[Stored items]
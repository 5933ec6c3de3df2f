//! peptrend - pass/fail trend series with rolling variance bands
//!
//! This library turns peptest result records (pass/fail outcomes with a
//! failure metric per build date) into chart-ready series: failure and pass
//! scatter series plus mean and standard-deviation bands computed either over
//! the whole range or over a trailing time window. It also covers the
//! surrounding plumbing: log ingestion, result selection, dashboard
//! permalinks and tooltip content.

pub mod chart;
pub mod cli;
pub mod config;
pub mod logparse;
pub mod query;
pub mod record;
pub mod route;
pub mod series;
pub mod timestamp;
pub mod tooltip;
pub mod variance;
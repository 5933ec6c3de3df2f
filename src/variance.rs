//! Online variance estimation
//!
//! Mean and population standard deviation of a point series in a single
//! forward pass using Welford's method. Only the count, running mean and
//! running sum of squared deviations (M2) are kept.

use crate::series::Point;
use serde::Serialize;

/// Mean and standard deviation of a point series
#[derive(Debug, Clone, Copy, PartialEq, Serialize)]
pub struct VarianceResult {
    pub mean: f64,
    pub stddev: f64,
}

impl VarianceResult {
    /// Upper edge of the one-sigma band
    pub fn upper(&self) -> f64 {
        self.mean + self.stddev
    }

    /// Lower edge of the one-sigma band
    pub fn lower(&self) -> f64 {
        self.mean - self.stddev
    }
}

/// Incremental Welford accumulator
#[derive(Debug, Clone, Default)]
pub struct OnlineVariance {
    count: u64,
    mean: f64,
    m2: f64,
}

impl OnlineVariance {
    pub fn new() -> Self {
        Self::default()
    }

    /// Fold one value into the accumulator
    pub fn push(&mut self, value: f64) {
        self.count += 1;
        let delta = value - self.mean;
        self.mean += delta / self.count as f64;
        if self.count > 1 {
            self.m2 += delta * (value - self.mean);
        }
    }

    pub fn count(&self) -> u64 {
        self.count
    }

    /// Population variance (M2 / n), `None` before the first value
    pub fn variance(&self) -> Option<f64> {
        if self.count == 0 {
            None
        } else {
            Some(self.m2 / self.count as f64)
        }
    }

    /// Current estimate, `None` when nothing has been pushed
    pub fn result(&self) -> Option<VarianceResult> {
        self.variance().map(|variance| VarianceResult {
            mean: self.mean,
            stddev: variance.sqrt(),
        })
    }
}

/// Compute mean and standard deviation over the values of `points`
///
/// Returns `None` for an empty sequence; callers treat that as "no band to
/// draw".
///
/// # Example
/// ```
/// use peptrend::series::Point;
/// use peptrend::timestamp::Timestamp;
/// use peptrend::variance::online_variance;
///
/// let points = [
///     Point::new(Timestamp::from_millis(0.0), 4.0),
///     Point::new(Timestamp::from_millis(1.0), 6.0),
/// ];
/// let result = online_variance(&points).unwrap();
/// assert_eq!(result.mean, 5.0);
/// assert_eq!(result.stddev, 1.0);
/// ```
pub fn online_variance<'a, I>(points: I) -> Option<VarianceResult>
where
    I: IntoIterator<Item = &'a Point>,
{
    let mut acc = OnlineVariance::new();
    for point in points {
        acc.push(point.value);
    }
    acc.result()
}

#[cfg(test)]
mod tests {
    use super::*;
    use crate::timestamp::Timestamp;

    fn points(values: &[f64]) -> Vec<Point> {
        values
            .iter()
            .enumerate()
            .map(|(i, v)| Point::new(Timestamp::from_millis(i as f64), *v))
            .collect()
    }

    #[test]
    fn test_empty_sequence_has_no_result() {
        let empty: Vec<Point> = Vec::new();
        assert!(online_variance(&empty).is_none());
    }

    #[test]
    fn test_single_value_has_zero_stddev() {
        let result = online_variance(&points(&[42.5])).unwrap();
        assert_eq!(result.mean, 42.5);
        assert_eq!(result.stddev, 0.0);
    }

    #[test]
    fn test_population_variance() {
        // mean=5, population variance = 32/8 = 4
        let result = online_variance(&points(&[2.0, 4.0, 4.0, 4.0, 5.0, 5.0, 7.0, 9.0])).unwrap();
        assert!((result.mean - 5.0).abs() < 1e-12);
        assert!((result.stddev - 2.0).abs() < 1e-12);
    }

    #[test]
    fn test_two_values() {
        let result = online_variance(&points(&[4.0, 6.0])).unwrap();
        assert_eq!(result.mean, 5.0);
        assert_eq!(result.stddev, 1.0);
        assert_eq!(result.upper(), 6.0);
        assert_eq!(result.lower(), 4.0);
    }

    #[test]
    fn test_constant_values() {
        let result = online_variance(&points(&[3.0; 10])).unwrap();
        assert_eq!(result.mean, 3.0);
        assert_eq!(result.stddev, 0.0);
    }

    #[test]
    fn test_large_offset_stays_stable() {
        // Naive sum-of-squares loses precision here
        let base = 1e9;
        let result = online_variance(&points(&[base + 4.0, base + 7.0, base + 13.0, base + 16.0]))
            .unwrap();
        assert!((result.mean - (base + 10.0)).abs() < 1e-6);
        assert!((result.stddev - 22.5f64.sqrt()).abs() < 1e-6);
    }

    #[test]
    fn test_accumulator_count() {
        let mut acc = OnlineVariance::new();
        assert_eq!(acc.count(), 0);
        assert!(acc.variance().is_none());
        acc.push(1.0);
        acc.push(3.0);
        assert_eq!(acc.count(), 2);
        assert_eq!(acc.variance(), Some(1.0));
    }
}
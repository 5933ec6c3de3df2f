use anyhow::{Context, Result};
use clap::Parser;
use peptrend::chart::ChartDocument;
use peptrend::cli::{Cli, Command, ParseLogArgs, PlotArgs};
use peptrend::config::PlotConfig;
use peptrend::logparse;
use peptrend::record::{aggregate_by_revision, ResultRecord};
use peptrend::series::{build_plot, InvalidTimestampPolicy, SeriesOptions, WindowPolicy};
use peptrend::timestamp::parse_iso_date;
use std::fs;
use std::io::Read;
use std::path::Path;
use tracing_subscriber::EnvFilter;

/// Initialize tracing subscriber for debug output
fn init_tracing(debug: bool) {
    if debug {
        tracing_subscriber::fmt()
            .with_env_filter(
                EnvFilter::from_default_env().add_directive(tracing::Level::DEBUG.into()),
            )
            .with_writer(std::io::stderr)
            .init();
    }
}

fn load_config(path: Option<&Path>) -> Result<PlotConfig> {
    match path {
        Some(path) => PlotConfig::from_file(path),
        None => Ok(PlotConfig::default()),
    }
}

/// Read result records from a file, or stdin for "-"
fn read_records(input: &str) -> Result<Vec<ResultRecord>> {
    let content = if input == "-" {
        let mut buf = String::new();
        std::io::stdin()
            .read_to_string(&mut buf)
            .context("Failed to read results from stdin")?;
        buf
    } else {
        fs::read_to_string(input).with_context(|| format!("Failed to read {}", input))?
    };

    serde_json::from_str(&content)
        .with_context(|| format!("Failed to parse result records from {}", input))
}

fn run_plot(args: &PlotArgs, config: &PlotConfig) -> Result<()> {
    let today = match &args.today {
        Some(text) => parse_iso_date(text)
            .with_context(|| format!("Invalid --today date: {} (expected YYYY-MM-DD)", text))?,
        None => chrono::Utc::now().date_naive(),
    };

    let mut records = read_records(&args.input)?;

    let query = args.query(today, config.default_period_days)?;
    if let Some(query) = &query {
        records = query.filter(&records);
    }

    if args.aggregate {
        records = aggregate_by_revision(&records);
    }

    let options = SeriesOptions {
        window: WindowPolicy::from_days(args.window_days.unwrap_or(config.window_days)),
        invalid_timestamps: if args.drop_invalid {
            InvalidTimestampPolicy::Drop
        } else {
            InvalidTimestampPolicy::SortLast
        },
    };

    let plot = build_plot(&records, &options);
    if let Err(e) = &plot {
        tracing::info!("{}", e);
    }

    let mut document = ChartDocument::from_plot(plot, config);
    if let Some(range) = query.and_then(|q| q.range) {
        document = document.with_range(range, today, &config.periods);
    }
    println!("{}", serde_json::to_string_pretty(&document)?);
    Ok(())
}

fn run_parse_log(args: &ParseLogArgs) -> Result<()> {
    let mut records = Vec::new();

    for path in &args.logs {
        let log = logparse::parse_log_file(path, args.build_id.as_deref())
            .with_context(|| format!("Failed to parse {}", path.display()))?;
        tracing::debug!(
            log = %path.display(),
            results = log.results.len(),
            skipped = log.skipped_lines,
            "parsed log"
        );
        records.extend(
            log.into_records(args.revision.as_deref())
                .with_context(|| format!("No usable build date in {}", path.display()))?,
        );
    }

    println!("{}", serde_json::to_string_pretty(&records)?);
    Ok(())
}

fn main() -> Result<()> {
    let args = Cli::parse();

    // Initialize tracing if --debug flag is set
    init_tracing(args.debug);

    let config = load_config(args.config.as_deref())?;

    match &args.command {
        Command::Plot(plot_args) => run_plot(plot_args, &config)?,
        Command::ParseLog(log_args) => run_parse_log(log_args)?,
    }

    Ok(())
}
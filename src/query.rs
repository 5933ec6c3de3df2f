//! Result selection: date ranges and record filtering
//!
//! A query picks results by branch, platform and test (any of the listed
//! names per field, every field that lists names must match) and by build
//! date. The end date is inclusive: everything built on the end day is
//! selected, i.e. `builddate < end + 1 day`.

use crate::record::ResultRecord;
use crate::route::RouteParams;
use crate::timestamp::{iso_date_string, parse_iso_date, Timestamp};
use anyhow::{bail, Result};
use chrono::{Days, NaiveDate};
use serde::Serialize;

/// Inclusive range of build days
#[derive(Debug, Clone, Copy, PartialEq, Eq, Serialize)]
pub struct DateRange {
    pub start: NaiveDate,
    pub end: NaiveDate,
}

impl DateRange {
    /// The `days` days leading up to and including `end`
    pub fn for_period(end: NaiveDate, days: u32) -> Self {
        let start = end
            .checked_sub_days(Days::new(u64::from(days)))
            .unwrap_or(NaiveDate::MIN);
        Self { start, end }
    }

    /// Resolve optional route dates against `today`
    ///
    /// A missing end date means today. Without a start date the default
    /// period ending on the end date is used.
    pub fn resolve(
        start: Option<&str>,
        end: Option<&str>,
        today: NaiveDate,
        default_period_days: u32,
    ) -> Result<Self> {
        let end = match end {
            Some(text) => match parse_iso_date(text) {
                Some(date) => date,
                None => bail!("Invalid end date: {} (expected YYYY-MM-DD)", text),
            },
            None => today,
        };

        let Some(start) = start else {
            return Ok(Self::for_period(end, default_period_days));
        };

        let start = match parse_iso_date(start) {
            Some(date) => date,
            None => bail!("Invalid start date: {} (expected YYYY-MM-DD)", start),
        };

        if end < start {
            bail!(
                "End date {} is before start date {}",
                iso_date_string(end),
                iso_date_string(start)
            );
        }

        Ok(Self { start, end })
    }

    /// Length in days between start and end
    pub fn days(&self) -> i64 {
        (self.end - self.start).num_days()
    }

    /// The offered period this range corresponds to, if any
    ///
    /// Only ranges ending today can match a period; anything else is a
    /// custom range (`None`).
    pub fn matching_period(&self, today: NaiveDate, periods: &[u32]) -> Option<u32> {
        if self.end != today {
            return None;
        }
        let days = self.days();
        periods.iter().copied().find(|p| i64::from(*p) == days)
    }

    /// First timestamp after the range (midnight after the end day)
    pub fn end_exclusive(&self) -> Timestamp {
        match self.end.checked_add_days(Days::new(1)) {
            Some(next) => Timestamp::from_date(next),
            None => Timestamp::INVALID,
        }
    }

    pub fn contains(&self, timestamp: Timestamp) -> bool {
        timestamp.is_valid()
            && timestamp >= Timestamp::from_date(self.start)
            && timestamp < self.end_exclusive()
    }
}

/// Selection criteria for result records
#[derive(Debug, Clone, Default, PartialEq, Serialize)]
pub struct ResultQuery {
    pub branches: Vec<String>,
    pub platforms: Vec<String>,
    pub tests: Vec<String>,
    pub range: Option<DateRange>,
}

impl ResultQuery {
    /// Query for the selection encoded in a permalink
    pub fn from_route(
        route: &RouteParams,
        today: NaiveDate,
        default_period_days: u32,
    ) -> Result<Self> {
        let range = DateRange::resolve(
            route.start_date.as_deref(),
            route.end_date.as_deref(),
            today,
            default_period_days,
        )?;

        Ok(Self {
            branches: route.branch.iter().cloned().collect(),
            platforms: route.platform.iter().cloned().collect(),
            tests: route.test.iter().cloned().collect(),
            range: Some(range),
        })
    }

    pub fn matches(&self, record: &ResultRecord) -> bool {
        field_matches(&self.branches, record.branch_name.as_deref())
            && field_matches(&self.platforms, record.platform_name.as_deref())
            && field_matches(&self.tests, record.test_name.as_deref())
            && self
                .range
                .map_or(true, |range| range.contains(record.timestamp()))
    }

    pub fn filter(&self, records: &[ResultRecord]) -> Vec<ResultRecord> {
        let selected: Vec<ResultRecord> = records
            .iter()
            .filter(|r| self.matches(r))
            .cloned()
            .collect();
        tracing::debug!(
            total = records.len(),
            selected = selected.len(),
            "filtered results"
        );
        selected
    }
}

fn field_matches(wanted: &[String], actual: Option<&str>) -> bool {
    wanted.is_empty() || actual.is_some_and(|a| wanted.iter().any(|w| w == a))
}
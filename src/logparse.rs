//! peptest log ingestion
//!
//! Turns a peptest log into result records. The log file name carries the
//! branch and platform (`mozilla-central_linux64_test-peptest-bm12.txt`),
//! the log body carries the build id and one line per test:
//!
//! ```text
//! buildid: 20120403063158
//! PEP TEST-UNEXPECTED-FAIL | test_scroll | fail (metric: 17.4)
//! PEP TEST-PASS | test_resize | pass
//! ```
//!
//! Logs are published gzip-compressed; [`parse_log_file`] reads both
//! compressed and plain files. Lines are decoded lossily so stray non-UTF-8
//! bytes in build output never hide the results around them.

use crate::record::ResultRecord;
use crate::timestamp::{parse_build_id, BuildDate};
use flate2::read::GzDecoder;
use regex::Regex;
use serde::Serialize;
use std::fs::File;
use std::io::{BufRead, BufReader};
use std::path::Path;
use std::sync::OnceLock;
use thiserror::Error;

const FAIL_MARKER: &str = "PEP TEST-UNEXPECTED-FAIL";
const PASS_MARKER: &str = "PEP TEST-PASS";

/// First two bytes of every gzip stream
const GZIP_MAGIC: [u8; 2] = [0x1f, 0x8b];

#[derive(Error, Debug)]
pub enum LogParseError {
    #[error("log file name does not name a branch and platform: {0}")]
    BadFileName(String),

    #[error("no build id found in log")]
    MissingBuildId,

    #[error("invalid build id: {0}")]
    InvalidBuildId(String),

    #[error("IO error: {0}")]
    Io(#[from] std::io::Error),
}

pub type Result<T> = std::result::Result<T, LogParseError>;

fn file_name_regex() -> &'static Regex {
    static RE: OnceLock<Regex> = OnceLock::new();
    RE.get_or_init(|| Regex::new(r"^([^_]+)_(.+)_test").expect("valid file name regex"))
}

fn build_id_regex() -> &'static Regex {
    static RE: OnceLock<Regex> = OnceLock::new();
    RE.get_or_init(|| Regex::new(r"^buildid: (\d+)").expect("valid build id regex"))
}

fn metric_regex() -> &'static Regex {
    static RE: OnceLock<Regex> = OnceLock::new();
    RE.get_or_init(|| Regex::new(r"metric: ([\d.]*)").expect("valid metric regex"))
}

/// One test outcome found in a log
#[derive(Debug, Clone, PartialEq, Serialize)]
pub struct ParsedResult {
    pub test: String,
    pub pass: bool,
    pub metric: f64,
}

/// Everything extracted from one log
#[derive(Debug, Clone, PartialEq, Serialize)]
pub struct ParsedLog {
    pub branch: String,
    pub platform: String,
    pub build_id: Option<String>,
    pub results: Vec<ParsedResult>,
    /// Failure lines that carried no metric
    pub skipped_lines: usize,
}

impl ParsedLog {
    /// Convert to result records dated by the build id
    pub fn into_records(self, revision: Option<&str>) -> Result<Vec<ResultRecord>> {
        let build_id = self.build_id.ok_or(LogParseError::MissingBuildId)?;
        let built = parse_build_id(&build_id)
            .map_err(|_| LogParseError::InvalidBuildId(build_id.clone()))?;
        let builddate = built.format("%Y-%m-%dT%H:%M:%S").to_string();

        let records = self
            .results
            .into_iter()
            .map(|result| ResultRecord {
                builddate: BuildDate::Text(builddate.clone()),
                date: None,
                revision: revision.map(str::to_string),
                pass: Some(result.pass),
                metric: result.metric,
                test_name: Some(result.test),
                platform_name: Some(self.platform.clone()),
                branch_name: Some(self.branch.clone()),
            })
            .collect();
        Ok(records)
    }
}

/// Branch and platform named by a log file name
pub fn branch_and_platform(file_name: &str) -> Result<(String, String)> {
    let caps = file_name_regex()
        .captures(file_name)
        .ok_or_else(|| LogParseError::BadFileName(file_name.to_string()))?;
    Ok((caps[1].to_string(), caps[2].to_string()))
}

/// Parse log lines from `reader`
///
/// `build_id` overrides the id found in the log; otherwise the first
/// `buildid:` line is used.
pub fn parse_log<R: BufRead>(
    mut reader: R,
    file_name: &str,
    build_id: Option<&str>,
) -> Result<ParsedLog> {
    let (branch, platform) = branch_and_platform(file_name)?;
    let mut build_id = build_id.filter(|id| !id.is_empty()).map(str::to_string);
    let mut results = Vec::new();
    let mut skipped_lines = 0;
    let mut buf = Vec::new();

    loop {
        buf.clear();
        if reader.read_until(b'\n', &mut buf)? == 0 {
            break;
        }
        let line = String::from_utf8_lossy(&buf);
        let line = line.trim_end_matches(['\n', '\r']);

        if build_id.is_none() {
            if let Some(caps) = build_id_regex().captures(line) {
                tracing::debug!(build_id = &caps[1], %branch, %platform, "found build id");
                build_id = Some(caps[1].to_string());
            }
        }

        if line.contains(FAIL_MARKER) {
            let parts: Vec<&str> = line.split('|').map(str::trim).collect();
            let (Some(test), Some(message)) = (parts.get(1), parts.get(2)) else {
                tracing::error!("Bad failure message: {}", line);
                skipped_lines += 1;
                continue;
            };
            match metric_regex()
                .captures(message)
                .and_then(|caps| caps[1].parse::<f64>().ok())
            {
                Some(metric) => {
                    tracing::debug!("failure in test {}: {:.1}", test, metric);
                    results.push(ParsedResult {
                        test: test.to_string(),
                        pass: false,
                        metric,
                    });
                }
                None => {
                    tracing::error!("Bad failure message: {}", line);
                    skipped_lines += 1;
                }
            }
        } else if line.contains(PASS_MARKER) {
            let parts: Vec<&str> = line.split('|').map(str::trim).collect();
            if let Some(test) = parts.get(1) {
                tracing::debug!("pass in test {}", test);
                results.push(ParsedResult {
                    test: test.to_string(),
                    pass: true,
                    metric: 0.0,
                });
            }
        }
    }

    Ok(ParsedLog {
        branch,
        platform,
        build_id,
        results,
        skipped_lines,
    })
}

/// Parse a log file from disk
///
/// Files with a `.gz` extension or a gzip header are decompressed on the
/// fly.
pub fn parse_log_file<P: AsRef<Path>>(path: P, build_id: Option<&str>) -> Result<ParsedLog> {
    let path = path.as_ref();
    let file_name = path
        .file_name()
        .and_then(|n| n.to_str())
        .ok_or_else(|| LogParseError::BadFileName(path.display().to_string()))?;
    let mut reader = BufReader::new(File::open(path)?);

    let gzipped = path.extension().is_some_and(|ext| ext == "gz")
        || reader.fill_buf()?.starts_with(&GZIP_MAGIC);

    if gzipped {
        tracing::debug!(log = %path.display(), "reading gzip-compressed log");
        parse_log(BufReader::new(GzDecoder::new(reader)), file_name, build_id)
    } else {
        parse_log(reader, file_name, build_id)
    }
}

** WORK TO BE COMPLETED **
Each line of the records, from the opening one through the line holding "failure and pass", should be restated word for word, with nothing else in the answer.

** RESPONSE TO THIS EXERCISE **
repository 5933ec6c3de3df2f
//! peptrend - pass/fail trend series with rolling variance bands
//!
//! This library turns peptest result records (pass/fail outcomes with a
//! failure metric per build date) into chart-ready series: failure and pass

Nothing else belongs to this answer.